Abstract

To investigate the influence of dual antiplatelet therapy vs. aspirin alone on local platelet activation and clinical endpoints in patients with PAD treated with endovascular therapy. Patients received either 500 mg aspirin and 300 mg clopidogrel before intervention followed by a daily dose of 100 mg aspirin and 75 mg clopidogrel for 6 months, or the same doses of aspirin plus placebo instead of clopidogrel. Primary endpoints were local concentrations of platelet activation markers β-thromboglobulin and CD40L, and the rate of patient's resistant to clopidogrel. Secondary endpoints included the clinical development 6 months after the intervention. Eighty patients, 40 in each group, were enrolled. The median peri-interventional concentration of β-TG was 224.5 vs. 365.5 (P = 0.03) in the clopidogrel and placebo group.
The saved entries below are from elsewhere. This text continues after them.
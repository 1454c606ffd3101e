use super::method::{MethodCall, MethodCallHandler};
use super::plugin::PreviewHostPlugin;
use crate::host::locator::WindowLocator;
use crate::host::registry::HostRegistry;
use crate::host::window_handle::WindowHandle;
use crate::host::window_system::WindowSystem;

/// What the host application exposes to its plugins at startup
pub trait PluginRegistrar {
    /// Native handle of the application main window, if it already exists
    fn native_window(&self) -> Option<WindowHandle>;
    fn set_method_call_handler(&mut self, channel: &str, handler: MethodCallHandler);
}

/// Registration entry point, to be called once when the application starts.
///
/// The plugin is moved into the channel handler: it lives (and its windows stay attached) as
/// long as the registrar keeps the handler.
pub fn register_with_registrar<R, S, L>(registrar: &mut R, system: S, locator: L, channel: &str)
where
    R: PluginRegistrar,
    S: WindowSystem + 'static,
    L: WindowLocator<S> + 'static,
{
    let app_window = registrar.native_window();
    if app_window.is_none() {
        log::warn!("No application window available, hosts cannot be created yet");
    }

    let mut plugin = PreviewHostPlugin::new(HostRegistry::new(system, locator, app_window));
    registrar.set_method_call_handler(channel, Box::new(move |call: &MethodCall| plugin.handle_method_call(call)));
    log::info!("Preview host registered on channel '{}'", channel);
}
The concentration of CD40L was 127 and 206.5 (P = 0.05). Thirty per cent of patients who had received clopidogrel were resistant. Two clopidogrel and eight placebo patients required TLR (P = 0.04). The clopidogrel patients who needed revascularisation were both resistant to clopidogrel. Minor bleeding complications occurred in one clopidogrel and two placebo patients. Dual antiplatetet therapy reduces peri-interventional platelet activation and improves functional outcome without higher bleeding complications. An individual tailored dual antiplatelet therapy seems desirable for endovascularly treated patients with PAD.